No mesmo sentido releva o regime simplificado do processamento das transgressões, o qual impõe a notificação do infractor da faculdade de pagamento voluntário, quando for possível, e admite que o processo prossiga para julgamento e até final sem a notificação e a intervenção do arguido, quando a mesma não for possível (cfr. artigos 4.º, n.º 2, 8.º e 11.º, n.º 2, do Decreto-Lei n.º 17/91, de 10 de Janeiro).
O que tudo apoia o entendimento de que a notificação a que alude o n.º 4 do artigo 6.º do Decreto-Lei n.º 130/93, não é um acto que obrigatoriamente deva preceder a remessa a tribunal do auto de notícia. A notificação é efectuada, quando for possível.
Pelo que, remetido o auto de notícia a tribunal, equivalendo ele à acusação, o Exm.º Juiz devia ter ordenado os demais actos e termos do processo, na observância das disposições próprias do Decreto-Lei n.º 17/91.
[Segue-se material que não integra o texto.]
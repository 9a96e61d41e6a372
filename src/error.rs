// src/error.rs

//! Error types shared by every inventory component

use thiserror::Error;

/// Errors produced by the inventory engine
#[derive(Debug, Error)]
pub enum Error {
    /// Malformed package identity, version or constraint
    #[error("Validation error: {0}")]
    ValidationError(String),

    /// Filesystem failure (directory creation, manifest materialization)
    #[error("I/O error: {0}")]
    IoError(String),

    /// Metadata repository miss
    #[error("Not found: {0}")]
    NotFoundError(String),

    /// Durable store failure
    #[error("Database error: {0}")]
    DatabaseError(#[from] rusqlite::Error),

    /// Configuration could not be read or parsed
    #[error("Configuration error: {0}")]
    ConfigError(String),

    /// A detection source failed to produce output
    #[error("Scan error: {0}")]
    ScanError(String),

    /// Path escapes its root directory
    #[error("Path traversal attempt: {0}")]
    PathTraversal(String),

    /// Path is empty or otherwise unusable
    #[error("Invalid path: {0}")]
    InvalidPath(String),
}

/// Result alias used throughout the crate
pub type Result<T> = std::result::Result<T, Error>;

impl From<std::io::Error> for Error {
    fn from(err: std::io::Error) -> Self {
        Error::IoError(err.to_string())
    }
}
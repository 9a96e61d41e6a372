// src/db/schema.rs

//! Schema definitions and migrations for the durable registry
//!
//! Each migration is applied once, in order, and recorded in the
//! `schema_version` table.

use crate::error::{Error, Result};
use rusqlite::Connection;
use tracing::{debug, info};

/// Current schema version
pub const SCHEMA_VERSION: i32 = 2;

/// Initialize the schema version tracking table
fn init_schema_version(conn: &Connection) -> Result<()> {
    conn.execute(
        "CREATE TABLE IF NOT EXISTS schema_version (
            version INTEGER PRIMARY KEY,
            applied_at TEXT NOT NULL DEFAULT CURRENT_TIMESTAMP
        )",
        [],
    )?;
    Ok(())
}

/// Get the current schema version from the database
pub fn get_schema_version(conn: &Connection) -> Result<i32> {
    init_schema_version(conn)?;

    let version: Option<i32> = conn.query_row(
        "SELECT MAX(version) FROM schema_version",
        [],
        |row| row.get(0),
    )?;

    Ok(version.unwrap_or(0))
}

/// Set the schema version
fn set_schema_version(conn: &Connection, version: i32) -> Result<()> {
    conn.execute(
        "INSERT INTO schema_version (version) VALUES (?1)",
        [version],
    )?;
    Ok(())
}

/// Apply all pending migrations to bring the database up to date
pub fn migrate(conn: &Connection) -> Result<()> {
    let current_version = get_schema_version(conn)?;
    debug!("Current registry schema version: {}", current_version);

    if current_version >= SCHEMA_VERSION {
        return Ok(());
    }

    for version in (current_version + 1)..=SCHEMA_VERSION {
        info!("Applying registry migration to version {}", version);
        apply_migration(conn, version)?;
        set_schema_version(conn, version)?;
    }

    Ok(())
}

/// Apply a specific migration version
fn apply_migration(conn: &Connection, version: i32) -> Result<()> {
    match version {
        1 => migrate_v1(conn),
        2 => migrate_v2(conn),
        _ => Err(Error::ConfigError(format!(
            "Unknown registry migration version: {}",
            version
        ))),
    }
}

/// Version 1: one row per installed package version, keyed by its
/// canonical string id
fn migrate_v1(conn: &Connection) -> Result<()> {
    conn.execute_batch(
        "
        CREATE TABLE installed_packages (
            key TEXT PRIMARY KEY,
            path TEXT NOT NULL,
            detection_info TEXT NOT NULL DEFAULT ''
        );
        ",
    )?;
    Ok(())
}

/// Version 2: track when an entry was last written
fn migrate_v2(conn: &Connection) -> Result<()> {
    conn.execute_batch(
        "
        ALTER TABLE installed_packages ADD COLUMN updated_at TEXT;
        UPDATE installed_packages SET updated_at = CURRENT_TIMESTAMP;
        ",
    )?;
    Ok(())
}

#[cfg(test)]
mod tests {
    use super::*;

    #[test]
    fn test_migrate_fresh_database() {
        let conn = Connection::open_in_memory().unwrap();
        migrate(&conn).unwrap();
        assert_eq!(get_schema_version(&conn).unwrap(), SCHEMA_VERSION);

        let count: i64 = conn
            .query_row("SELECT COUNT(*) FROM installed_packages", [], |row| row.get(0))
            .unwrap();
        assert_eq!(count, 0);
    }

    #[test]
    fn test_migrate_is_idempotent() {
        let conn = Connection::open_in_memory().unwrap();
        migrate(&conn).unwrap();
        migrate(&conn).unwrap();
        assert_eq!(get_schema_version(&conn).unwrap(), SCHEMA_VERSION);
    }

    #[test]
    fn test_migrate_from_v1_keeps_rows() {
        let conn = Connection::open_in_memory().unwrap();
        init_schema_version(&conn).unwrap();
        migrate_v1(&conn).unwrap();
        set_schema_version(&conn, 1).unwrap();
        conn.execute(
            "INSERT INTO installed_packages (key, path) VALUES ('a-1', '/opt/a')",
            [],
        )
        .unwrap();

        migrate(&conn).unwrap();
        let updated: Option<String> = conn
            .query_row(
                "SELECT updated_at FROM installed_packages WHERE key = 'a-1'",
                [],
                |row| row.get(0),
            )
            .unwrap();
        assert!(updated.is_some());
    }
}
4. A entrada em vigor da Lei n.º 25/2006, de 30 de Junho, não prejudica a solução a que chegámos, na medida em que, de acordo com o regime transitório do artigo 20.º, n.º 2, dessa lei, os processos por factos praticados antes da entrada em vigor da mesma lei pendentes em tribunal, nessa data, continuam a correr os seus termos perante os tribunais em que se encontrem, sendo-lhes aplicável, até ao trânsito em julgado da decisão que lhes ponha termo, a legislação processual relativa às contravenções e transgressões.
III
Pelos fundamentos expostos, dando provimento ao recurso, revogamos o despacho recorrido que deve ser substituído por outro que assegure a continuação dos termos do processo.
Sem tributação.
Honorários à Exm.ª defensora oficiosa, pela resposta ao recurso, de acordo com o ponto 3.4.1. da tabela anexa à Portaria n.º 1386/2004, de 10 de Novembro, a suportar pelo CGT.
Porto, 21 de Março de 2007
Isabel Celeste Alves Pais Martins
David Pinto Monteiro
José João Teixeira Coelho Vieira
[1] Daqui em diante abreviadamente designado pelas iniciais CPP.
[2] Cfr., v.g., Acórdãos de 16/03/2005, no processo n.º 7364/04, e de 28/09/2005, no processo n.º 3948/05, ambos juntos por cópia, nos autos, por iniciativa da recorrente.
[3] As remissões constantes do Decreto-Lei n.º 130/93, de 22 de Abril, e da Portaria n.º 762/93, de 27 de Agosto, para a base XVIII anexa ao Decreto-lei n.º 315/91, de 20 de Agosto, deverão considerar-se efectuadas para as equivalentes disposições da base I e da base XVIII aprovadas pelo Decreto-Lei n.º 294/97, de 24 de Outubro, conforme artigo 4.º deste último diploma.